◆ WORK REQUIRED: For the material below, the sole required output is the number of lines that include "SolverError".

[Start of Attachment]

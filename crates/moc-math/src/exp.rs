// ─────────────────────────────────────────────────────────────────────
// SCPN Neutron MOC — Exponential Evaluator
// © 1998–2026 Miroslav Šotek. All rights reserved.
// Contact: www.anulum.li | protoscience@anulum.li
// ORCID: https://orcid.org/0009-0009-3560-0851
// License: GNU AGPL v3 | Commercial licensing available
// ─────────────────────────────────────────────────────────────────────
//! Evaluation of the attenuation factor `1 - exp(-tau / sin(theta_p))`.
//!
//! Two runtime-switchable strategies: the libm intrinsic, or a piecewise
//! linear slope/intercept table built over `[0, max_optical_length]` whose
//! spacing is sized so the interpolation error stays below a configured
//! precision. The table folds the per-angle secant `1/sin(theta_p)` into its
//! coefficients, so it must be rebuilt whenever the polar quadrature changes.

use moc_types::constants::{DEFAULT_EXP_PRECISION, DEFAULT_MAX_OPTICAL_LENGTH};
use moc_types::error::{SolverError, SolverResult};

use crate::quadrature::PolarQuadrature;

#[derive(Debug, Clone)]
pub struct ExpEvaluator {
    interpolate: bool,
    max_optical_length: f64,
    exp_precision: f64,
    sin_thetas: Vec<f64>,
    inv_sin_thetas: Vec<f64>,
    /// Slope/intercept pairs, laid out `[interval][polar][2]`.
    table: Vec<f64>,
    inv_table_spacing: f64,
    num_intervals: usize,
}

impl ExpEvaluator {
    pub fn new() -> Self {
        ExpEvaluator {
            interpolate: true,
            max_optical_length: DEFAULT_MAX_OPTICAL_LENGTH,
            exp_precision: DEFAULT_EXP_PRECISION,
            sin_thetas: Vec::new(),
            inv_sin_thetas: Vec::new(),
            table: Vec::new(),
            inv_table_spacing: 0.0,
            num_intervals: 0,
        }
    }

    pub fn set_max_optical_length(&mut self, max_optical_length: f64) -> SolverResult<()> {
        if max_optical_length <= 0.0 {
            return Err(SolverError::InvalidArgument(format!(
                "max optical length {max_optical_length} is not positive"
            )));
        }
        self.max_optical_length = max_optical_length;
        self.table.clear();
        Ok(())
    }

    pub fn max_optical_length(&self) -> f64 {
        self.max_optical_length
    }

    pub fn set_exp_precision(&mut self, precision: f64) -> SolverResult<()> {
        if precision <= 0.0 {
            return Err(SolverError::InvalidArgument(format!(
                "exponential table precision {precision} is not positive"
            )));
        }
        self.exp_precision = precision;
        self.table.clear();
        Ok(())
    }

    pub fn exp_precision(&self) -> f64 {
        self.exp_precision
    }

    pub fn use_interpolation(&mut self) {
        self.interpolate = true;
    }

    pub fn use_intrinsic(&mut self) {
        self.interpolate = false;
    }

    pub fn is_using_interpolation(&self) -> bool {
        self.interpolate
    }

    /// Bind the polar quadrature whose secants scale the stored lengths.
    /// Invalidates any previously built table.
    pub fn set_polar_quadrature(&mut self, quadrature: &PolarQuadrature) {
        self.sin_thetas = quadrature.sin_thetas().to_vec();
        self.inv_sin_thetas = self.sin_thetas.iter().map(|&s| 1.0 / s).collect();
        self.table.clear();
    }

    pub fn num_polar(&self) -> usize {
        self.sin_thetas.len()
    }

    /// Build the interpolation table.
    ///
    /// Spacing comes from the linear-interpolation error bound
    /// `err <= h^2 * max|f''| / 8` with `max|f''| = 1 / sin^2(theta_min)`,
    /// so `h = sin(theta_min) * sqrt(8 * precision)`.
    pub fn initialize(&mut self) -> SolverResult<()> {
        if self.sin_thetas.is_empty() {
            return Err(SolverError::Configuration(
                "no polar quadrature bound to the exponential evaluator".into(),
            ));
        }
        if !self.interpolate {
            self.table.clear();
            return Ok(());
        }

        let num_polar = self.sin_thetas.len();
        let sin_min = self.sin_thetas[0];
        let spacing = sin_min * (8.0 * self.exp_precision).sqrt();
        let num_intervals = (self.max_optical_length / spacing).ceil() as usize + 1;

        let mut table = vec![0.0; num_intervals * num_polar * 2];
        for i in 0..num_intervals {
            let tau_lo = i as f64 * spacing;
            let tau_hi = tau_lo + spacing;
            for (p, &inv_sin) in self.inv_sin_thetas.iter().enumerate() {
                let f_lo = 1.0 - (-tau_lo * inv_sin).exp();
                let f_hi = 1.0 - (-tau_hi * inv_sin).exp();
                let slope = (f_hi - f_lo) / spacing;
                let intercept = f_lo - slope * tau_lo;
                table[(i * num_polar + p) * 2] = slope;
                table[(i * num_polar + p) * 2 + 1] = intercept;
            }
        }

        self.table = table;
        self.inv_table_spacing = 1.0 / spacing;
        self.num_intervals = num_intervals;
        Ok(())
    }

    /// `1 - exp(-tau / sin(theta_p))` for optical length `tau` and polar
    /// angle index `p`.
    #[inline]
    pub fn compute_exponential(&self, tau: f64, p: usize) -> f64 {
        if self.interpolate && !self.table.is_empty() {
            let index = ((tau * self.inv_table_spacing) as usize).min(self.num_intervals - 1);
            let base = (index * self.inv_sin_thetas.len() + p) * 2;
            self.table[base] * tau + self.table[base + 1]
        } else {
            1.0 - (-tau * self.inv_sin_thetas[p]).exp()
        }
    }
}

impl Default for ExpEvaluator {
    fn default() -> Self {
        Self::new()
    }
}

[End of Attachment]
[Start of Attachment]

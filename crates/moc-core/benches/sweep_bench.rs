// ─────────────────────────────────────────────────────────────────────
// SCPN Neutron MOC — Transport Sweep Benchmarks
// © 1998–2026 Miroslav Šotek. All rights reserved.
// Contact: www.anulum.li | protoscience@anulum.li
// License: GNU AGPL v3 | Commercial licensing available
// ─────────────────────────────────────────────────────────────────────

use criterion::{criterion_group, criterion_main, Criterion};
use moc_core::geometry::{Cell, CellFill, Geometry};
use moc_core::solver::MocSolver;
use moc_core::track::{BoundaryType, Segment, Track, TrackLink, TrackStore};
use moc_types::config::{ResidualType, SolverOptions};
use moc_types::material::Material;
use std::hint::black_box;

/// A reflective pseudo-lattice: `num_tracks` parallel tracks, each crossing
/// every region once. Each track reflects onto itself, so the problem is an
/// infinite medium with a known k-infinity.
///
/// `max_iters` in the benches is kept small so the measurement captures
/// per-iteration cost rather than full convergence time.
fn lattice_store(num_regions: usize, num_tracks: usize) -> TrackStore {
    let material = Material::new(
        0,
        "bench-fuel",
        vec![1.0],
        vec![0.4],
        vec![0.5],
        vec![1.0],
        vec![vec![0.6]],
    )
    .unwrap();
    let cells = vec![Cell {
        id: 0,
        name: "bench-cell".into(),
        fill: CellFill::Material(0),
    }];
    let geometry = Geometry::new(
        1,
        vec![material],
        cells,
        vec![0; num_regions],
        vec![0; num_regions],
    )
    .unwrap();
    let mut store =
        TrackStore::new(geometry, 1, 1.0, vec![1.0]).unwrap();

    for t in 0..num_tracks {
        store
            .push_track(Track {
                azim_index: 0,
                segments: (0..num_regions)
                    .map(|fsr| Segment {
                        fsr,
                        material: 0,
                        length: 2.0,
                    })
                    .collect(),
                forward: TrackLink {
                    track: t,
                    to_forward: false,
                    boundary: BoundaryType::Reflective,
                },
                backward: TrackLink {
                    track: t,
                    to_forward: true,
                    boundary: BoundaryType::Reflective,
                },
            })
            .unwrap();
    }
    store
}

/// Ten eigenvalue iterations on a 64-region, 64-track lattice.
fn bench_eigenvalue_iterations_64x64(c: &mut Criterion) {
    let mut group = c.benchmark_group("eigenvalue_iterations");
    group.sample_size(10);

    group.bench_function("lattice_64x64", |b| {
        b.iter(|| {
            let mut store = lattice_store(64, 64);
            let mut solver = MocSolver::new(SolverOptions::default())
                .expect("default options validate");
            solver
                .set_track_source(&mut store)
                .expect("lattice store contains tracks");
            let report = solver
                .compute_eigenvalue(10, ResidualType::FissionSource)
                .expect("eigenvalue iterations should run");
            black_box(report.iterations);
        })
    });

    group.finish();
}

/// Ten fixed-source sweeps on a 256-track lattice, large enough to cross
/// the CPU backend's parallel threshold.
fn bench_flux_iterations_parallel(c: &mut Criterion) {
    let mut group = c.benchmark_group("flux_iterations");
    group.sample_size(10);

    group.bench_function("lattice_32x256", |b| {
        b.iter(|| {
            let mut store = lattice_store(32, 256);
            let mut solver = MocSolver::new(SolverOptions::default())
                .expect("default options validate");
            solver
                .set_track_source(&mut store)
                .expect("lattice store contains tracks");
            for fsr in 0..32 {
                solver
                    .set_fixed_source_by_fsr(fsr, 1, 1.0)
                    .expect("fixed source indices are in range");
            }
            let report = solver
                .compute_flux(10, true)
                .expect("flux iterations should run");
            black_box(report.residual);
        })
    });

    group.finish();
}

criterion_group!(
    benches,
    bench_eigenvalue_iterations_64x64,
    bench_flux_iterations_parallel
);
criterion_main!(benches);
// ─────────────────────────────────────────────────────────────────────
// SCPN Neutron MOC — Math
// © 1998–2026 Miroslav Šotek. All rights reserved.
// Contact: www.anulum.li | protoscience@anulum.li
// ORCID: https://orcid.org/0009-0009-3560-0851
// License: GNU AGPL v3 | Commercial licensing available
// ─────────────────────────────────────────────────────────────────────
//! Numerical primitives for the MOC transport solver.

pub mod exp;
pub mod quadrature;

[End of Attachment]

◆ EXERCISE RESPONSE: 4